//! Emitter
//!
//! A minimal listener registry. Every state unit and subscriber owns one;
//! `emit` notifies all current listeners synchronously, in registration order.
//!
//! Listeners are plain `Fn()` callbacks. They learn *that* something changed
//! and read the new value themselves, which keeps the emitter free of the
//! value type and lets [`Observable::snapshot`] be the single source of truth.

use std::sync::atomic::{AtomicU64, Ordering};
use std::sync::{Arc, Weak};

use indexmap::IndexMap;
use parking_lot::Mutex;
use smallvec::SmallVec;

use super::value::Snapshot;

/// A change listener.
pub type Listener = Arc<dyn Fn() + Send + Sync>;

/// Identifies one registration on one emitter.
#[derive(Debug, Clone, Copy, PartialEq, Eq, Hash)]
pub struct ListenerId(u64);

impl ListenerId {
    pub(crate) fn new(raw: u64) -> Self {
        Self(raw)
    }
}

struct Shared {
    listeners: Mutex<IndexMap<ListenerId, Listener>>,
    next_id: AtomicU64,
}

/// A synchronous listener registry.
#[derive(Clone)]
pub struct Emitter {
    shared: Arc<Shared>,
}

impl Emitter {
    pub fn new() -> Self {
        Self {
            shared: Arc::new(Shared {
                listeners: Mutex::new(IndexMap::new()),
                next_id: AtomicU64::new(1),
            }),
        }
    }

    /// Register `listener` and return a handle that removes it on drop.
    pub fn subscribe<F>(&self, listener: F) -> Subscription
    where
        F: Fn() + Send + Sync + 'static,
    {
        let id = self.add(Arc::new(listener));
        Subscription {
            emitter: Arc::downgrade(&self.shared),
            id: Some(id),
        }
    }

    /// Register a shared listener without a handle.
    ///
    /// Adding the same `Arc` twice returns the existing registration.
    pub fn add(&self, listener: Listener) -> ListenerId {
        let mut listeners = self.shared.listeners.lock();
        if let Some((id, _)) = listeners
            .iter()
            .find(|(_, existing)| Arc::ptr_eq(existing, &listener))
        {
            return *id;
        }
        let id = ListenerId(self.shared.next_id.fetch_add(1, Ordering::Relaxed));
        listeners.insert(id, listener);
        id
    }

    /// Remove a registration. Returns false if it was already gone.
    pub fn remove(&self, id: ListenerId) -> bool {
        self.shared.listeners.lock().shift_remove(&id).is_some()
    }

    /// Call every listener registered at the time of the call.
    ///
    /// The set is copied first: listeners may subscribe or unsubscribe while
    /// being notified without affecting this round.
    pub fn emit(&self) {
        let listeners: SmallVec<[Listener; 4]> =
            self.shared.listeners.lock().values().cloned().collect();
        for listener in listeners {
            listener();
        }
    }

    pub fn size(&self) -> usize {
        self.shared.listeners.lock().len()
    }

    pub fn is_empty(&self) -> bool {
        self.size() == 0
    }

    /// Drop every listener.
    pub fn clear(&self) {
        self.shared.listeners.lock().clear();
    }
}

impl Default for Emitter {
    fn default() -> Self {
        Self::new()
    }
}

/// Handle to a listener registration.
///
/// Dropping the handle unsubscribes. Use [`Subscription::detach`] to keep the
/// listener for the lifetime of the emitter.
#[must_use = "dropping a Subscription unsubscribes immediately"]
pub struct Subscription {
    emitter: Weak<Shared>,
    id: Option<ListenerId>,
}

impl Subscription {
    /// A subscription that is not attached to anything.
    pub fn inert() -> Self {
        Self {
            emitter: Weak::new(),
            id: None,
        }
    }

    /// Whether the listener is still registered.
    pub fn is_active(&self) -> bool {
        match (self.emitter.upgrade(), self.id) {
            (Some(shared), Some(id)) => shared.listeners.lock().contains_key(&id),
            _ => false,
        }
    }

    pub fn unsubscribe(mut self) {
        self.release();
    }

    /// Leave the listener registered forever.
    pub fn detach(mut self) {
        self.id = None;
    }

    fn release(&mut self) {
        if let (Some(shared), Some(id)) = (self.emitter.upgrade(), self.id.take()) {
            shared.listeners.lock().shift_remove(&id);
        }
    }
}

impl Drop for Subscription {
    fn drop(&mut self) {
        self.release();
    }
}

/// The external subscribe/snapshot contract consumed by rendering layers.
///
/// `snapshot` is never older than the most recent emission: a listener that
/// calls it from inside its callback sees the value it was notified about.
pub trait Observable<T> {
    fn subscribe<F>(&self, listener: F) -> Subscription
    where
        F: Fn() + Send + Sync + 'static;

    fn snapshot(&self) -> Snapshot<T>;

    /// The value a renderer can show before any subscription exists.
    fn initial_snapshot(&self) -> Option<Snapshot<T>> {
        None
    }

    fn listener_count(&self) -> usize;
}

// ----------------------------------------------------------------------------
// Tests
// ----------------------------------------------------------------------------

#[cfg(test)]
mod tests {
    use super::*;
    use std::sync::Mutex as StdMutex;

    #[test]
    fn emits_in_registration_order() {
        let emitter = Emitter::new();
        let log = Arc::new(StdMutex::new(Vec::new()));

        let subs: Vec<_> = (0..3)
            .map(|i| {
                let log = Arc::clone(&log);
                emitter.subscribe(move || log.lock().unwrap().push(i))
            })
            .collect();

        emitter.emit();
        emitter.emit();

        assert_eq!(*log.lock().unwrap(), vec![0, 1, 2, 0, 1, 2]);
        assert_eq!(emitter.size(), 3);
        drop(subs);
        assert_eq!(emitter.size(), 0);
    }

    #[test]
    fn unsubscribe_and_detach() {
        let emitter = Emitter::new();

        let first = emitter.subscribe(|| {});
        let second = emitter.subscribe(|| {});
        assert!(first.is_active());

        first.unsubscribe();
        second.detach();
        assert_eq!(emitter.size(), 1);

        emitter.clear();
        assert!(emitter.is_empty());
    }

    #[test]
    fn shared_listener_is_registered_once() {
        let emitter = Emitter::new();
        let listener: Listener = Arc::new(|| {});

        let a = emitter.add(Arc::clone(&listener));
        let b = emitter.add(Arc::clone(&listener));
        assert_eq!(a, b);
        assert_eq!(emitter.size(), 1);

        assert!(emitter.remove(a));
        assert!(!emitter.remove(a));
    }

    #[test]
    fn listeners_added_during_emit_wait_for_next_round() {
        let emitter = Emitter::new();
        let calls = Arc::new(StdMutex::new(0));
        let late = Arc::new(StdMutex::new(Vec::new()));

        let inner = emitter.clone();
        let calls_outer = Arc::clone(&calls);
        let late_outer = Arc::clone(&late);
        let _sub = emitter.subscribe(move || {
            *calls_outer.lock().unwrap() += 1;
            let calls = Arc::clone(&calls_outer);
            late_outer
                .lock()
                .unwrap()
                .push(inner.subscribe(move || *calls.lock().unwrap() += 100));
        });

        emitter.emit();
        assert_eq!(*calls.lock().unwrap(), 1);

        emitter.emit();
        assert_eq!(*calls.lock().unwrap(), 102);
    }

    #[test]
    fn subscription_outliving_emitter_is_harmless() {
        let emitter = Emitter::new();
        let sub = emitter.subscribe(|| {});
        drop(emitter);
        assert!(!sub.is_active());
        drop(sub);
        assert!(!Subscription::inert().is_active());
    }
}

* _THE TASK_
Each record should be transcribed exactly as it was written.

* _YOUR SOLUTION_
//! Emitter
//!
//! A minimal listener registry. Every state unit and subscriber owns one;
//! `emit` notifies all current listeners synchronously, in registration order.
//!
//! Listeners are plain `Fn()` callbacks. They learn *that* something changed
//! and read the new value themselves, which keeps the emitter free of the
//! value type and lets [`Observable::snapshot`] be the single source of truth.

use std::sync::atomic::{AtomicU64, Ordering};
use std::sync::{Arc, Weak};

use indexmap::IndexMap;
use parking_lot::Mutex;
use smallvec::SmallVec;

use super::value::Snapshot;

/// A change listener.
pub type Listener = Arc<dyn Fn() + Send + Sync>;

/// Identifies one registration on one emitter.
#[derive(Debug, Clone, Copy, PartialEq, Eq, Hash)]
pub struct ListenerId(u64);

impl ListenerId {
    pub(crate) fn new(raw: u64) -> Self {
        Self(raw)
    }
}

struct Shared {
    listeners: Mutex<IndexMap<ListenerId, Listener>>,
    next_id: AtomicU64,
}

/// A synchronous listener registry.
#[derive(Clone)]
pub struct Emitter {
    shared: Arc<Shared>,
}

impl Emitter {
    pub fn new() -> Self {
        Self {
            shared: Arc::new(Shared {
                listeners: Mutex::new(IndexMap::new()),
                next_id: AtomicU64::new(1),
            }),
        }
    }

    /// Register `listener` and return a handle that removes it on drop.
    pub fn subscribe<F>(&self, listener: F) -> Subscription
    where
        F: Fn() + Send + Sync + 'static,
    {
        let id = self.add(Arc::new(listener));
        Subscription {
            emitter: Arc::downgrade(&self.shared),
            id: Some(id),
        }
    }

    /// Register a shared listener without a handle.
    ///
    /// Adding the same `Arc` twice returns the existing registration.
    pub fn add(&self, listener: Listener) -> ListenerId {
        let mut listeners = self.shared.listeners.lock();
        if let Some((id, _)) = listeners
            .iter()
            .find(|(_, existing)| Arc::ptr_eq(existing, &listener))
        {
            return *id;
        }
        let id = ListenerId(self.shared.next_id.fetch_add(1, Ordering::Relaxed));
        listeners.insert(id, listener);
        id
    }

    /// Remove a registration. Returns false if it was already gone.
    pub fn remove(&self, id: ListenerId) -> bool {
        self.shared.listeners.lock().shift_remove(&id).is_some()
    }

    /// Call every listener registered at the time of the call.
    ///
    /// The set is copied first: listeners may subscribe or unsubscribe while
    /// being notified without affecting this round.
    pub fn emit(&self) {
        let listeners: SmallVec<[Listener; 4]> =
            self.shared.listeners.lock().values().cloned().collect();
        for listener in listeners {
            listener();
        }
    }

    pub fn size(&self) -> usize {
        self.shared.listeners.lock().len()
    }

    pub fn is_empty(&self) -> bool {
        self.size() == 0
    }

    /// Drop every listener.
    pub fn clear(&self) {
        self.shared.listeners.lock().clear();
    }
}

impl Default for Emitter {
    fn default() -> Self {
        Self::new()
    }
}

/// Handle to a listener registration.
///
/// Dropping the handle unsubscribes. Use [`Subscription::detach`] to keep the
/// listener for the lifetime of the emitter.
#[must_use = "dropping a Subscription unsubscribes immediately"]
pub struct Subscription {
    emitter: Weak<Shared>,
    id: Option<ListenerId>,
}

impl Subscription {
    /// A subscription that is not attached to anything.
    pub fn inert() -> Self {
        Self {
            emitter: Weak::new(),
            id: None,
        }
    }

    /// Whether the listener is still registered.
    pub fn is_active(&self) -> bool {
        match (self.emitter.upgrade(), self.id) {
            (Some(shared), Some(id)) => shared.listeners.lock().contains_key(&id),
            _ => false,
        }
    }

    pub fn unsubscribe(mut self) {
        self.release();
    }

    /// Leave the listener registered forever.
    pub fn detach(mut self) {
        self.id = None;
    }

    fn release(&mut self) {
        if let (Some(shared), Some(id)) = (self.emitter.upgrade(), self.id.take()) {
            shared.listeners.lock().shift_remove(&id);
        }
    }
}

impl Drop for Subscription {
    fn drop(&mut self) {
        self.release();
    }
}

/// The external subscribe/snapshot contract consumed by rendering layers.
///
/// `snapshot` is never older than the most recent emission: a listener that
/// calls it from inside its callback sees the value it was notified about.
pub trait Observable<T> {
    fn subscribe<F>(&self, listener: F) -> Subscription
    where
        F: Fn() + Send + Sync + 'static;

    fn snapshot(&self) -> Snapshot<T>;

    /// The value a renderer can show before any subscription exists.
    fn initial_snapshot(&self) -> Option<Snapshot<T>> {
        None
    }

    fn listener_count(&self) -> usize;
}

// ----------------------------------------------------------------------------
// Tests
// ----------------------------------------------------------------------------

#[cfg(test)]
mod tests {
    use super::*;
    use std::sync::Mutex as StdMutex;

    #[test]
    fn emits_in_registration_order() {
        let emitter = Emitter::new();
        let log = Arc::new(StdMutex::new(Vec::new()));

        let subs: Vec<_> = (0..3)
            .map(|i| {
                let log = Arc::clone(&log);
                emitter.subscribe(move || log.lock().unwrap().push(i))
            })
            .collect();

        emitter.emit();
        emitter.emit();

        assert_eq!(*log.lock().unwrap(), vec![0, 1, 2, 0, 1, 2]);
        assert_eq!(emitter.size(), 3);
        drop(subs);
        assert_eq!(emitter.size(), 0);
    }

    #[test]
    fn unsubscribe_and_detach() {
        let emitter = Emitter::new();

        let first = emitter.subscribe(|| {});
        let second = emitter.subscribe(|| {});
        assert!(first.is_active());

        first.unsubscribe();
        second.detach();
        assert_eq!(emitter.size(), 1);

        emitter.clear();
        assert!(emitter.is_empty());
    }

    #[test]
    fn shared_listener_is_registered_once() {
        let emitter = Emitter::new();
        let listener: Listener = Arc::new(|| {});

        let a = emitter.add(Arc::clone(&listener));
        let b = emitter.add(Arc::clone(&listener));
        assert_eq!(a, b);
        assert_eq!(emitter.size(), 1);

        assert!(emitter.remove(a));
        assert!(!emitter.remove(a));
    }

    #[test]
    fn listeners_added_during_emit_wait_for_next_round() {
        let emitter = Emitter::new();
        let calls = Arc::new(StdMutex::new(0));
        let late = Arc::new(StdMutex::new(Vec::new()));

        let inner = emitter.clone();
        let calls_outer = Arc::clone(&calls);
        let late_outer = Arc::clone(&late);
        let _sub = emitter.subscribe(move || {
            *calls_outer.lock().unwrap() += 1;
            let calls = Arc::clone(&calls_outer);
            late_outer
                .lock()
                .unwrap()
                .push(inner.subscribe(move || *calls.lock().unwrap() += 100));
        });

        emitter.emit();
        assert_eq!(*calls.lock().unwrap(), 1);

        emitter.emit();
        assert_eq!(*calls.lock().unwrap(), 102);
    }

    #[test]
    fn subscription_outliving_emitter_is_harmless() {
        let emitter = Emitter::new();
        let sub = emitter.subscribe(|| {});
        drop(emitter);
        assert!(!sub.is_active());
        drop(sub);
        assert!(!Subscription::inert().is_active());
    }
}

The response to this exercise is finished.